Attention Is All You Need - Paper

Math Appendix #

Transpose #

If your query ( q_i ) and key ( k_j ) are column vectors (like in most linear algebra conventions):

\[ q_i = \begin{bmatrix} q_{i1} \ q_{i2} \ \vdots \ q_{id_k} \end{bmatrix}, \quad k_j = \begin{bmatrix} k_{j1} \ k_{j2} \ \vdots \ k_{jd_k} \end{bmatrix} \]

then the dot product is written as:

\[ q_i^{\top} k_j = [q_{i1}, q_{i2}, \dots, q_{id_k}] \begin{bmatrix} k_{j1} \ k_{j2} \ \vdots \ k_{jd_k} \end{bmatrix} = \sum_{\ell=1}^{d_k} q_{i\ell} k_{j\ell} \]

That “⊤” (transpose) flips ( q_i ) from a column into a row, so you can multiply it with ( k_j ) and get a single number (a scalar).

Vanishing Gradient Problem #

When a neural network learns, it updates its weights using gradients — basically little nudges that tell it how much to change to make the output better.

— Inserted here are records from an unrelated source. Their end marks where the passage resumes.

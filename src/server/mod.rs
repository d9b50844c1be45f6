//! Webhook deployment shapes.
//!
//! `Threaded` acknowledges at once and runs the job on a [`JobPool`].
//! `Sync` holds the request open until the job has been reported.

use std::sync::Arc;

use axum::body::Bytes;
use axum::extract::{Path, State};
use axum::http::{HeaderMap, StatusCode};
use axum::routing::{get, post};
use axum::Router;
use log::{error, info, warn};
use tokio::net::TcpListener;

use crate::dispatch::{Dispatcher, TriggerDecision};
use crate::telegram::{TriggerEvent, Update};
use crate::worker::JobPool;

pub const SECRET_HEADER: &str = "x-telegram-bot-api-secret-token";

#[derive(Debug, Clone, Copy, PartialEq, Eq, clap::ValueEnum)]
pub enum Mode {
    Threaded,
    Sync,
}

#[derive(Clone)]
enum Execution {
    Threaded(Arc<JobPool>),
    Sync,
}

#[derive(Clone)]
pub struct AppState {
    dispatcher: Arc<Dispatcher>,
    token: Arc<str>,
    secret: Option<Arc<str>>,
    execution: Execution,
}

impl AppState {
    pub fn threaded(dispatcher: Arc<Dispatcher>, token: &str, pool: Arc<JobPool>) -> Self {
        Self {
            dispatcher,
            token: token.into(),
            secret: None,
            execution: Execution::Threaded(pool),
        }
    }

    pub fn sync(dispatcher: Arc<Dispatcher>, token: &str) -> Self {
        Self {
            dispatcher,
            token: token.into(),
            secret: None,
            execution: Execution::Sync,
        }
    }

    pub fn with_secret(mut self, secret: Option<String>) -> Self {
        self.secret = secret.filter(|s| !s.is_empty()).map(Into::into);
        self
    }

    pub fn mode(&self) -> Mode {
        match self.execution {
            Execution::Threaded(_) => Mode::Threaded,
            Execution::Sync => Mode::Sync,
        }
    }
}

pub fn router(state: AppState) -> Router {
    Router::new()
        .route("/", get(health))
        .route("/webhook/{token}", post(webhook))
        .with_state(state)
}

/// Serve until Ctrl+C or SIGTERM.
pub async fn serve(listener: TcpListener, state: AppState) -> std::io::Result<()> {
    info!(
        "webhook listening on {} ({:?} mode)",
        listener.local_addr()?,
        state.mode()
    );
    axum::serve(listener, router(state))
        .with_graceful_shutdown(shutdown_signal())
        .await
}

async fn health() -> &'static str {
    "ok"
}

async fn webhook(
    State(state): State<AppState>,
    Path(token): Path<String>,
    headers: HeaderMap,
    body: Bytes,
) -> StatusCode {
    if token != *state.token {
        return StatusCode::NOT_FOUND;
    }
    if let Some(secret) = &state.secret {
        let given = headers.get(SECRET_HEADER).and_then(|v| v.to_str().ok());
        if given != Some(&**secret) {
            warn!("webhook call with a wrong secret token");
            return StatusCode::FORBIDDEN;
        }
    }

    // Telegram redelivers anything that is not acknowledged, so bad payloads still get 200.
    let update: Update = match serde_json::from_slice(&body) {
        Ok(u) => u,
        Err(e) => {
            error!("malformed update: {}", e);
            return StatusCode::OK;
        }
    };
    let Some(event) = update.event() else {
        error!("update {} has no chat id, skipping", update.update_id);
        return StatusCode::OK;
    };

    match &state.execution {
        Execution::Threaded(pool) => dispatch_threaded(&state.dispatcher, pool, event),
        Execution::Sync => {
            let d = Arc::clone(&state.dispatcher);
            if let Err(e) = tokio::task::spawn_blocking(move || d.handle(&event)).await {
                error!("job task failed: {}", e);
            }
        }
    }
    StatusCode::OK
}

fn dispatch_threaded(dispatcher: &Arc<Dispatcher>, pool: &JobPool, event: TriggerEvent) {
    let d = Arc::clone(dispatcher);
    if dispatcher.decide(&event) != TriggerDecision::Start {
        tokio::task::spawn_blocking(move || {
            d.screen(&event);
        });
        return;
    }

    let reporter = Arc::clone(dispatcher);
    let chat_id = event.chat_id;
    info!("new request from chat {}", chat_id);
    pool.submit(
        move || {
            d.screen(&event);
            d.run()
        },
        move |result| reporter.report(chat_id, result.and_then(|r| r)),
    );
}

async fn shutdown_signal() {
    let ctrl_c = async {
        if let Err(e) = tokio::signal::ctrl_c().await {
            error!("failed to install Ctrl+C handler: {}", e);
            std::future::pending::<()>().await;
        }
    };

    #[cfg(unix)]
    let terminate = async {
        match tokio::signal::unix::signal(tokio::signal::unix::SignalKind::terminate()) {
            Ok(mut sig) => {
                sig.recv().await;
            }
            Err(e) => {
                error!("failed to install SIGTERM handler: {}", e);
                std::future::pending::<()>().await;
            }
        }
    };

    #[cfg(not(unix))]
    let terminate = std::future::pending::<()>();

    tokio::select! {
        _ = ctrl_c => info!("received Ctrl+C"),
        _ = terminate => info!("received terminate signal"),
    }
    info!("shutting down");
}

But in very deep networks (many layers), those gradients have to be passed backward through all the layers (this is called backpropagation).

If each layer makes the gradient a bit smaller, by the time it reaches the early layers (near the input), it’s almost zero — it vanishes.

When that happens:

The early layers stop learning.
The network’s training gets very slow or stuck.
The model might only learn in the top layers.

That’s the vanishing gradient problem.

Simple analogy #

Imagine you’re passing a message through a long chain of people by whispering. Each person hears it a little quieter and passes it on. After 50 people, the message is barely a whisper — or completely gone.

That’s what happens to gradients in deep networks — they fade away before reaching the start.